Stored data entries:
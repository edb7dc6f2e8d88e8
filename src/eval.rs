//! Sentiment accuracy over generated continuations

use std::fmt;

use serde::{Deserialize, Serialize};
use tracing::{info, instrument, warn};

use crate::corpus::{Example, Label};
use crate::error::{Error, Result};
use crate::infer::InferenceRunner;
use crate::model::LanguageModel;
use crate::prompt::PromptFormatter;

/// Label id recorded when a continuation names neither class
pub const INVALID_LABEL_ID: i64 = -1;

/// Class read from a continuation
#[derive(Debug, Clone, Copy, PartialEq, Eq, Serialize, Deserialize)]
#[serde(rename_all = "lowercase")]
pub enum Prediction {
    Negative,
    Positive,
    Invalid,
}

impl Prediction {
    /// Case-insensitive keyword match; "positive" wins when both words appear
    pub fn classify(continuation: &str) -> Self {
        let text = continuation.to_lowercase();
        if text.contains(Label::Positive.as_str()) {
            Self::Positive
        } else if text.contains(Label::Negative.as_str()) {
            Self::Negative
        } else {
            Self::Invalid
        }
    }

    pub fn label(self) -> Option<Label> {
        match self {
            Self::Negative => Some(Label::Negative),
            Self::Positive => Some(Label::Positive),
            Self::Invalid => None,
        }
    }

    /// 0, 1, or [`INVALID_LABEL_ID`]
    pub fn label_id(self) -> i64 {
        self.label().map_or(INVALID_LABEL_ID, Label::id)
    }
}

/// One evaluated example
#[derive(Debug, Clone, Serialize, Deserialize)]
pub struct ScoredExample {
    pub sentence: String,
    pub expected: Label,
    pub predicted: Prediction,
    pub continuation: String,
}

/// Accuracy over the examples that produced a valid prediction
#[derive(Debug, Clone, Default, Serialize, Deserialize)]
pub struct EvaluationReport {
    pub records: Vec<ScoredExample>,
}

impl EvaluationReport {
    pub fn total(&self) -> usize {
        self.records.len()
    }

    pub fn valid(&self) -> usize {
        self.records
            .iter()
            .filter(|r| r.predicted != Prediction::Invalid)
            .count()
    }

    pub fn invalid(&self) -> usize {
        self.total() - self.valid()
    }

    pub fn correct(&self) -> usize {
        self.records
            .iter()
            .filter(|r| r.predicted.label() == Some(r.expected))
            .count()
    }

    /// Fraction of valid predictions that are correct; `None` when nothing is valid
    pub fn accuracy(&self) -> Option<f64> {
        match self.valid() {
            0 => None,
            valid => Some(self.correct() as f64 / valid as f64),
        }
    }

    /// Predicted label ids, with [`INVALID_LABEL_ID`] for unparseable outputs
    pub fn predicted_ids(&self) -> Vec<i64> {
        self.records.iter().map(|r| r.predicted.label_id()).collect()
    }
}

impl fmt::Display for EvaluationReport {
    fn fmt(&self, f: &mut fmt::Formatter<'_>) -> fmt::Result {
        match self.accuracy() {
            Some(acc) => write!(
                f,
                "Accuracy: {:.4} ({}/{} valid, {} invalid)",
                acc,
                self.correct(),
                self.valid(),
                self.invalid()
            ),
            None => f.write_str("No valid predictions to evaluate."),
        }
    }
}

/// Runs inference over labeled examples and scores the outputs
#[derive(Debug, Clone, Default)]
pub struct Evaluator {
    formatter: PromptFormatter,
    limit: Option<usize>,
}

impl Evaluator {
    /// Evaluate at most `limit` examples (the first ones, in order)
    pub fn new(limit: Option<usize>) -> Self {
        Self {
            formatter: PromptFormatter::default(),
            limit,
        }
    }

    pub fn with_formatter(mut self, formatter: PromptFormatter) -> Self {
        self.formatter = formatter;
        self
    }

    /// Generate for each example and compare against its label
    ///
    /// Every selected example must be labeled; this is checked before any
    /// generation runs.
    #[instrument(skip_all, fields(examples = examples.len(), limit = ?self.limit))]
    pub fn evaluate<M: LanguageModel>(
        &self,
        runner: &mut InferenceRunner<'_, M>,
        examples: &[Example],
    ) -> Result<EvaluationReport> {
        let take = self.limit.unwrap_or(examples.len()).min(examples.len());
        let selected = &examples[..take];
        let labels = selected
            .iter()
            .enumerate()
            .map(|(i, ex)| {
                ex.label().ok_or_else(|| {
                    Error::data(format!(
                        "evaluation example {i} ({:?}) has no label",
                        ex.sentence()
                    ))
                })
            })
            .collect::<Result<Vec<_>>>()?;

        let mut report = EvaluationReport::default();
        for (example, expected) in selected.iter().zip(labels) {
            let generation = runner.generate(&self.formatter.render_example(example))?;
            let predicted = Prediction::classify(generation.continuation());
            if predicted == Prediction::Invalid {
                warn!(continuation = generation.continuation(), "Unparseable prediction");
            }
            report.records.push(ScoredExample {
                sentence: example.sentence().to_string(),
                expected,
                predicted,
                continuation: generation.continuation().to_string(),
            });
        }

        info!(
            total = report.total(),
            valid = report.valid(),
            correct = report.correct(),
            "{report}"
        );
        Ok(report)
    }
}

/// Score precomputed continuations against labels
pub fn score<'a>(pairs: impl IntoIterator<Item = (&'a str, Label)>) -> EvaluationReport {
    let records = pairs
        .into_iter()
        .map(|(continuation, expected)| ScoredExample {
            sentence: String::new(),
            expected,
            predicted: Prediction::classify(continuation),
            continuation: continuation.to_string(),
        })
        .collect();
    EvaluationReport { records }
}
/// Parse GLUE TSV content with a header row
///
/// The header must name a `sentence` column; a `label` column is optional.
pub fn parse_tsv(content: &str) -> Result<Vec<RawRecord>> {
    let mut lines = content.lines();
    let header = lines
        .next()
        .ok_or_else(|| Error::data("empty TSV file"))?;
    let columns: Vec<&str> = header.split('\t').map(str::trim).collect();
    let sentence_col = columns
        .iter()
        .position(|c| *c == "sentence")
        .ok_or_else(|| Error::data("TSV header has no 'sentence' column"))?;
    let label_col = columns.iter().position(|c| *c == "label");

    let mut records = Vec::new();
    for (line_no, line) in lines.enumerate() {
        if line.trim().is_empty() {
            continue;
        }
        let cells: Vec<&str> = line.split('\t').collect();
        let sentence = cells.get(sentence_col).map(|s| s.trim().to_string());
        let label = match label_col.and_then(|c| cells.get(c)) {
            None => None,
            Some(raw) => Some(raw.trim().parse::<i64>().map_err(|_| {
                Error::data(format!("row {}: label is not an integer: {raw:?}", line_no + 2))
            })?),
        };
        records.push(RawRecord { sentence, label });
    }
    Ok(records)
}

fn truncate(text: &str, max_chars: usize) -> String {
    match text.char_indices().nth(max_chars) {
        Some((idx, _)) => format!("{}...", &text[..idx]),
        None => text.to_string(),
    }
}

## Task details
Only the lines of the data holding the string "push" are wanted; copy each of them.

## Solution to this problem
            report.records.push(ScoredExample {
        records.push(RawRecord { sentence, label });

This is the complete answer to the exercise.